Les entreprises tchèques solidaires avec l’Ukraine
La coopération entre la Tchéquie et l’Ukraine est un autre point passé au crible par Hospodářské noviny. Le quotidien économique a publié une analyse du président de l’Union de l’industrie et des transports dans laquelle on peut lire :
« D’un point de vue strictement commercial, l’Ukraine n’a jamais constitué un marché important pour la Tchéquie. La part des ventes de biens et services en Ukraine, d’une valeur de près de 30 milliards de couronnes, ne représente que 1 % du volume total des exportations tchèques. Mais l’Ukraine est un pays qui nous est proche, tant culturellement que sur le plan des valeurs. C’est là la source de l’immense solidarité exprimée par les Tchèques à son égard. Les entreprises tchèques aussi ont fait preuve de responsabilité et d’assiduité, la grande majorité d’entre elles se sont engagées activement, financièrement et matériellement, pour aider un pays sinistré et les réfugiés ».
Hospodářské noviny rappelle que des entreprises tchèques participent d’ores et déjà aux différents projets de reconstruction des infrastructures ukrainiennes sous forme, par exemple, de la fourniture de matériel.
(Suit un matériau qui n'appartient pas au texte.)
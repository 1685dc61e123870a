//! Shared deterministic types for scaffolding core logic.
//!
//! These types define stable contracts between the answer collector, the context
//! resolver and the materialization rules. They carry no I/O.

use std::collections::BTreeSet;
use std::fmt;

use serde::{Deserialize, Serialize};

/// Framework integrations offered by the interview.
///
/// Deserializes through [`Framework::from_name`], so names are case-insensitive.
#[derive(Debug, Clone, Copy, PartialEq, Eq, PartialOrd, Ord, Hash, Serialize, Deserialize)]
#[serde(try_from = "String")]
pub enum Framework {
    React,
    Angular,
    Backbone,
}

impl Framework {
    /// Every choice, in the order the interview lists them.
    pub const ALL: [Framework; 3] = [Framework::React, Framework::Angular, Framework::Backbone];

    pub fn as_str(self) -> &'static str {
        match self {
            Framework::React => "React",
            Framework::Angular => "Angular",
            Framework::Backbone => "Backbone",
        }
    }

    /// Case-insensitive lookup by display name.
    pub fn from_name(name: &str) -> Option<Self> {
        Self::ALL
            .into_iter()
            .find(|framework| framework.as_str().eq_ignore_ascii_case(name.trim()))
    }
}

impl TryFrom<String> for Framework {
    type Error = String;

    fn try_from(name: String) -> Result<Self, Self::Error> {
        Self::from_name(&name).ok_or_else(|| format!("unknown framework `{name}`"))
    }
}

impl fmt::Display for Framework {
    fn fmt(&self, f: &mut fmt::Formatter<'_>) -> fmt::Result {
        f.write_str(self.as_str())
    }
}

/// Raw interview answers, exactly as collected.
///
/// Created once by a collector and consumed once by [`crate::core::resolver::resolve`].
#[derive(Debug, Clone, PartialEq, Eq, Serialize, Deserialize)]
#[serde(rename_all = "camelCase")]
pub struct AnswersRecord {
    pub app_name: String,
    pub use_firebase: bool,
    pub frameworks: BTreeSet<Framework>,
    #[serde(rename = "useGWC")]
    pub use_gwc: bool,
    pub use_analytics: bool,
    #[serde(rename = "includeWCT")]
    pub include_wct: bool,
    pub include_recipes: bool,
}

/// Derived, immutable configuration consumed by every materialization rule and by
/// template rendering.
///
/// Field names serialize in camelCase because templates reference them that way
/// (`{{ appName }}`, `{% if useFirebase %}`).
#[derive(Debug, Clone, PartialEq, Eq, Serialize)]
#[serde(rename_all = "camelCase")]
pub struct Context {
    pub app_name: String,
    pub human_app_name: String,
    pub use_react: bool,
    pub use_angular: bool,
    pub use_backbone: bool,
    #[serde(rename = "useGWC")]
    pub use_gwc: bool,
    pub use_analytics: bool,
    pub use_firebase: bool,
    #[serde(rename = "includeWCT")]
    pub include_wct: bool,
    pub include_recipes: bool,
}

#[cfg(test)]
mod tests {
    use super::*;

    #[test]
    fn framework_lookup_ignores_case_and_whitespace() {
        assert_eq!(Framework::from_name(" react "), Some(Framework::React));
        assert_eq!(Framework::from_name("ANGULAR"), Some(Framework::Angular));
        assert_eq!(Framework::from_name("Ember"), None);
    }

    #[test]
    fn framework_deserializes_case_insensitively() {
        let parsed: Vec<Framework> =
            serde_json::from_str(r#"["react", "BACKBONE", "Angular"]"#).expect("parse");
        assert_eq!(
            parsed,
            vec![Framework::React, Framework::Backbone, Framework::Angular]
        );

        let err = serde_json::from_str::<Framework>(r#""ember""#).unwrap_err();
        assert!(err.to_string().contains("unknown framework `ember`"));
        assert_eq!(
            serde_json::to_string(&Framework::React).expect("serialize"),
            r#""React""#
        );
    }

    #[test]
    fn context_serializes_with_template_keys() {
        let context = Context {
            app_name: "demo".to_string(),
            human_app_name: "Demo".to_string(),
            use_react: true,
            use_angular: false,
            use_backbone: false,
            use_gwc: true,
            use_analytics: false,
            use_firebase: false,
            include_wct: true,
            include_recipes: false,
        };

        let value = serde_json::to_value(&context).expect("serialize context");
        let keys: Vec<&str> = value
            .as_object()
            .expect("object")
            .keys()
            .map(String::as_str)
            .collect();
        assert_eq!(
            keys,
            vec![
                "appName",
                "humanAppName",
                "useReact",
                "useAngular",
                "useBackbone",
                "useGWC",
                "useAnalytics",
                "useFirebase",
                "includeWCT",
                "includeRecipes",
            ]
        );
    }
}
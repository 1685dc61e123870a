//! Deterministic, pure logic shared by the scaffolder.
//!
//! Core modules must be free of I/O side effects. They operate on in-memory
//! values and return deterministic outputs suitable for tests.

pub mod resolver;
pub mod rules;
pub mod slug;
pub mod transform;
pub mod types;
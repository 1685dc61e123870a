//! Dry-run view of what generation would do for a set of answers.

use serde::Serialize;

use crate::core::resolver::resolve;
use crate::core::rules::{FINALIZE_RULES, MATERIALIZE_RULES, PlannedOperation, plan};
use crate::core::types::{AnswersRecord, Context};

#[derive(Debug, Clone, Serialize)]
pub struct ProjectPlan {
    pub context: Context,
    pub operations: Vec<PlannedOperation>,
    pub cleanup: Vec<PlannedOperation>,
}

pub fn plan_project(answers: &AnswersRecord) -> ProjectPlan {
    let context = resolve(answers);
    let operations = plan(MATERIALIZE_RULES, &context);
    let cleanup = plan(FINALIZE_RULES, &context);
    ProjectPlan {
        context,
        operations,
        cleanup,
    }
}
//! Orchestration for generating a project.
//!
//! Stages run strictly in order: collect answers → resolve context → materialize
//! the rule table → best-effort cleanup → dependency installer. Installation is a
//! separate call so callers can tell a generation failure from an installer
//! failure.

use std::io::Write;
use std::path::Path;

use anyhow::{Context as _, Result};
use tracing::{debug, info};

use crate::core::resolver::resolve;
use crate::core::types::Context;
use crate::io::answers::AnswerSource;
use crate::io::finalize::{Cleanup, finalize};
use crate::io::installer::{InstallOptions, InstallOutcome, InstallRequest, Installer};
use crate::io::materialize::{MaterializeReport, Materializer};
use crate::io::templates::TemplateTree;

/// Outcome of [`scaffold`].
#[derive(Debug)]
pub struct Scaffolded {
    pub context: Context,
    pub report: MaterializeReport,
    pub cleanup: Vec<Cleanup>,
}

/// Collect answers, then write the project into `dest_root`.
///
/// Progress lines (`create <path>`, `remove <path>`) are written to `out`.
pub fn scaffold(
    source: &mut dyn AnswerSource,
    templates: TemplateTree<'_>,
    dest_root: &Path,
    out: &mut dyn Write,
) -> Result<Scaffolded> {
    let answers = source.collect().context("collect answers")?;
    debug!(?answers, "answers collected");

    let context = resolve(&answers);
    info!(app_name = %context.app_name, dest = %dest_root.display(), "generating project");

    let materializer = Materializer::new(templates, dest_root);
    let report = materializer
        .materialize(&context)
        .context("materialize project")?;
    for path in &report.created {
        writeln!(out, "   create {}", path.display())?;
    }

    let cleanup = finalize(&materializer, &context);
    for result in &cleanup {
        match result {
            Cleanup::Removed(path) => writeln!(out, "   remove {}", path.display())?,
            Cleanup::Failed { path, error } => {
                writeln!(out, "   could not remove {}: {error:#}", path.display())?;
            }
            Cleanup::Absent(_) => {}
        }
    }

    Ok(Scaffolded {
        context,
        report,
        cleanup,
    })
}

/// Run the dependency installer inside the generated project.
pub fn install(
    installer: &dyn Installer,
    dest_root: &Path,
    options: InstallOptions,
    out: &mut dyn Write,
) -> Result<InstallOutcome> {
    let request = InstallRequest {
        workdir: dest_root.to_path_buf(),
        options,
    };
    let outcome = installer
        .install(&request, out)
        .context("install dependencies")?;
    info!(?outcome, "installer finished");
    Ok(outcome)
}
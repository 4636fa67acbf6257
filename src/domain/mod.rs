// src/domain/mod.rs
//
// Domain Root - The Single Source of Truth for Domain API
//
// This file MUST declare all domain modules and re-export their public API.
// All other modules import from `crate::domain::*`

// ============================================================================
// MODULE DECLARATIONS
// ============================================================================

pub mod movie;
pub mod rating;
pub mod resolution;
pub mod review;

// ============================================================================
// PUBLIC API RE-EXPORTS
// ============================================================================

// Movie Domain
pub use movie::{Movie, MovieQuery};

// Resolution Domain
pub use resolution::{
    CandidateResult, MatchConfidence, ResolvedVia, ReviewSource, SourceIdentifier,
};

// Review Domain
pub use review::{fingerprint_text, RawReview, ReviewCategory, SkipReason};

// Rating Domain
pub use rating::{
    recommend, RatingObservation, RatingSource, ReconciledRating, FRESHNESS_WINDOW_DAYS,
};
C’est désormais de combat qu’il convient de parler
Il est rare que les présidents russe et américain prononcent un discours le même jour sur un même sujet : en l’occurence pour dessiner ce à quoi le monde ressemblera demain. C’est pourtant, comme constate le site Novinky.cz, ce qui s’est produit mardi 21 février :
« Cela fait longtemps que nous nous sommes habitués au fait que le président russe Vladimir Poutine dise des choses qui ne correspondent pas à la réalité. Son discours prononcé devant les membres de la Douma est un bon instrument pour l’étude des mensonges, des fausses informations et de propos démagogiques qui sont d’ailleurs en parfaite harmonie avec ceux diffusés par la cinquième colonne prorusse en Tchéquie. Le discours de Poutine peut se résumer en une phrase : nous haïssons les valeurs occidentales et c’est pourquoi nous combattrons jusqu’à l’épuisement des réserves matérielles et humaines. L’appel du dictateur russe s’est heurté à une riposte indirecte de Joe Biden : nous soutiendrons l’Ukraine dans son combat pour empêcher la Russie de gagner. »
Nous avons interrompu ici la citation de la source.